The 70th Anniversary of the Liberation of Kyiv was a celebration in Kyiv, Ukraine, on November 6, 2013, on the occasion of the 70th anniversary of the liberation of Kyiv from the Nazi Invaders.

== Events ==
Kyiv hosted a military parade of the Armed Forces of Ukraine on Khreschatyk Street. Several dozens of military equipment passed through Maidan Nezalezhnosti, including T-34 tanks and Katyusha rocket launchers.
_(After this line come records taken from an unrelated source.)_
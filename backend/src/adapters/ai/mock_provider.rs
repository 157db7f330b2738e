//! Mock AI Provider for testing.
//!
//! Scripted completions for exercising the generation gateway and the
//! wizard without calling a real API. Replies are consumed in order; once
//! the script runs out every call answers with an empty JSON object, which
//! the gateway rejects as malformed.
//!
//! # Example
//!
//! ```ignore
//! let provider = MockAIProvider::new()
//!     .with_response(r#"{"marketSegments":["Mahasiswa","Pekerja kantoran","Keluarga"]}"#)
//!     .with_error(AIError::unavailable("overloaded"))
//!     .with_delay(Duration::from_millis(100));
//! ```

use async_trait::async_trait;
use std::collections::VecDeque;
use std::sync::{Arc, Mutex, MutexGuard, PoisonError};
use std::time::Duration;
use tokio::time::sleep;

use crate::ports::{
    AIError, AIProvider, CompletionRequest, CompletionResponse, FinishReason, ProviderInfo,
    TokenUsage,
};

const MOCK_MODEL: &str = "mock-model-1";

type Script = VecDeque<(Result<String, AIError>, FinishReason)>;

/// Scripted provider. Clones share the script and the call log.
#[derive(Debug, Clone, Default)]
pub struct MockAIProvider {
    script: Arc<Mutex<Script>>,
    calls: Arc<Mutex<Vec<CompletionRequest>>>,
    delay: Duration,
}

fn lock<T>(mutex: &Mutex<T>) -> MutexGuard<'_, T> {
    mutex.lock().unwrap_or_else(PoisonError::into_inner)
}

impl MockAIProvider {
    pub fn new() -> Self {
        Self::default()
    }

    /// Queues a completion that ends normally.
    pub fn with_response(self, content: impl Into<String>) -> Self {
        self.push_response(content);
        self
    }

    /// Queues a completion cut short by the token limit.
    pub fn with_truncated_response(self, content: impl Into<String>) -> Self {
        lock(&self.script).push_back((Ok(content.into()), FinishReason::Length));
        self
    }

    /// Queues a provider failure.
    pub fn with_error(self, error: AIError) -> Self {
        lock(&self.script).push_back((Err(error), FinishReason::Stop));
        self
    }

    /// Sets simulated latency per request.
    pub fn with_delay(mut self, delay: Duration) -> Self {
        self.delay = delay;
        self
    }

    /// Queues a completion through a shared handle.
    pub fn push_response(&self, content: impl Into<String>) {
        lock(&self.script).push_back((Ok(content.into()), FinishReason::Stop));
    }

    pub fn call_count(&self) -> usize {
        lock(&self.calls).len()
    }

    /// Requests received so far, oldest first.
    pub fn get_calls(&self) -> Vec<CompletionRequest> {
        lock(&self.calls).clone()
    }

    /// Replies still queued.
    pub fn pending(&self) -> usize {
        lock(&self.script).len()
    }
}

#[async_trait]
impl AIProvider for MockAIProvider {
    async fn complete(&self, request: CompletionRequest) -> Result<CompletionResponse, AIError> {
        let prompt_tokens = request
            .last_user_message()
            .map(|m| m.split_whitespace().count() as u32)
            .unwrap_or_default();
        lock(&self.calls).push(request);

        if !self.delay.is_zero() {
            sleep(self.delay).await;
        }

        let (reply, finish_reason) = lock(&self.script)
            .pop_front()
            .unwrap_or_else(|| (Ok("{}".to_string()), FinishReason::Stop));
        let content = reply?;

        Ok(CompletionResponse {
            usage: TokenUsage::new(prompt_tokens, content.split_whitespace().count() as u32),
            content,
            model: MOCK_MODEL.to_string(),
            finish_reason,
        })
    }

    fn provider_info(&self) -> ProviderInfo {
        ProviderInfo::new("mock", MOCK_MODEL, 200_000)
    }
}

#[cfg(test)]
mod tests {
    use super::*;
    use crate::ports::{MessageRole, RequestMetadata};

    fn request() -> CompletionRequest {
        CompletionRequest::new(RequestMetadata::new("discover_segments", "trace-123"))
            .with_message(MessageRole::User, "Business Type: F&B")
    }

    #[tokio::test]
    async fn replies_in_order_then_empty_object() {
        let provider = MockAIProvider::new()
            .with_response(r#"{"marketSegments": ["Mahasiswa"]}"#)
            .with_error(AIError::rate_limited(30));

        let first = provider.complete(request()).await.unwrap();
        assert_eq!(first.content, r#"{"marketSegments": ["Mahasiswa"]}"#);
        assert_eq!(first.model, MOCK_MODEL);
        assert_eq!(first.finish_reason, FinishReason::Stop);

        let err = provider.complete(request()).await.unwrap_err();
        assert!(matches!(err, AIError::RateLimited { retry_after_secs: 30 }));

        assert_eq!(provider.complete(request()).await.unwrap().content, "{}");
    }

    #[tokio::test]
    async fn records_calls_across_clones() {
        let provider = MockAIProvider::new();
        let handle = provider.clone();
        handle.push_response("late");
        assert_eq!(provider.pending(), 1);

        assert_eq!(provider.complete(request()).await.unwrap().content, "late");
        assert_eq!(handle.call_count(), 1);
        assert_eq!(handle.get_calls()[0].last_user_message(), Some("Business Type: F&B"));
    }

    #[tokio::test]
    async fn truncated_reply_reports_length() {
        let provider = MockAIProvider::new().with_truncated_response(r#"{"marketSeg"#);
        let reply = provider.complete(request()).await.unwrap();
        assert_eq!(reply.finish_reason, FinishReason::Length);
    }
}
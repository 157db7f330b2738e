//! Deep-merge policy for partial project updates.
//!
//! For a key present in both values: two objects merge recursively, any
//! other pair is won outright by the partial. Arrays are replaced, never
//! concatenated, so appending requires a read-modify-write of the full list.

use serde_json::{Map, Value};

/// Deep-merges `partial` onto `current`.
pub fn deep_merge(current: &Value, partial: &Value) -> Value {
    match (current, partial) {
        (Value::Object(current), Value::Object(partial)) => {
            let mut merged: Map<String, Value> = current.clone();
            for (key, incoming) in partial {
                let next = match merged.get(key) {
                    Some(existing) if existing.is_object() && incoming.is_object() => {
                        deep_merge(existing, incoming)
                    }
                    _ => incoming.clone(),
                };
                merged.insert(key.clone(), next);
            }
            Value::Object(merged)
        }
        (_, partial) => partial.clone(),
    }
}

/// Top-level merge: every key of `overlay` replaces the key in `base`.
pub fn shallow_merge(base: &Value, overlay: &Value) -> Value {
    match (base, overlay) {
        (Value::Object(base), Value::Object(overlay)) => {
            let mut merged = base.clone();
            for (key, value) in overlay {
                merged.insert(key.clone(), value.clone());
            }
            Value::Object(merged)
        }
        (_, overlay) => overlay.clone(),
    }
}
//! Forward-only state machines.

use super::{DomainError, ErrorCode};

/// A flow where each state has at most one successor.
///
/// The last state has none and is terminal. Jumps, repeats and moves
/// backwards are all rejected with `InvalidStateTransition`.
pub trait StateMachine: Sized + Copy + PartialEq + std::fmt::Debug {
    fn successor(&self) -> Option<Self>;

    fn can_transition_to(&self, target: &Self) -> bool {
        self.successor().as_ref() == Some(target)
    }

    /// Validated move to `target`.
    fn transition_to(&self, target: Self) -> Result<Self, DomainError> {
        if self.can_transition_to(&target) {
            Ok(target)
        } else {
            Err(DomainError::new(
                ErrorCode::InvalidStateTransition,
                format!("Cannot move from {:?} to {:?}", self, target),
            ))
        }
    }

    /// Moves to the successor, failing on a terminal state.
    fn advance(&self) -> Result<Self, DomainError> {
        self.successor().ok_or_else(|| {
            DomainError::new(
                ErrorCode::InvalidStateTransition,
                format!("{:?} is the last step", self),
            )
        })
    }

    fn is_terminal(&self) -> bool {
        self.successor().is_none()
    }
}
//! Wizard module - Application service for the marketability wizard.

mod marketability_wizard;

pub use marketability_wizard::{
    MarketabilityWizard, StepToken, StrategyEdits, TransitionOutcome, WizardStatus,
};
During this, a procession of military bands from the Military Music Department of the General Staff of the Ukrainian Armed Forces took place, featuring:

- National Exemplary Band of the Armed Forces of Ukraine
- Military Band of the National Defense University
- Military Band of the Ivan Bohun Military High School
- Military Band of the Military Institute of the Taras Shevchenko National University of Kyiv
- Military Band of the Military Institute of Telecommunications and Information Technologies
- Military Band of the Internal Troops of Ukraine
- Drummers Ensemble of the National Academy of Internal Affairs

The massed bands were led by the commander of the Band of the Kyiv Presidential Honor Guard Battalion, Lieutenant Colonel Mikhail Ryabokon. The honor guard of the interior ministry also performed a special exhibition drill at the ceremony.

After the parade, solemn events were held in the Park of Eternal Glory. In the evening, a concert was organized on the Maidan, which ended with a festive fireworks display.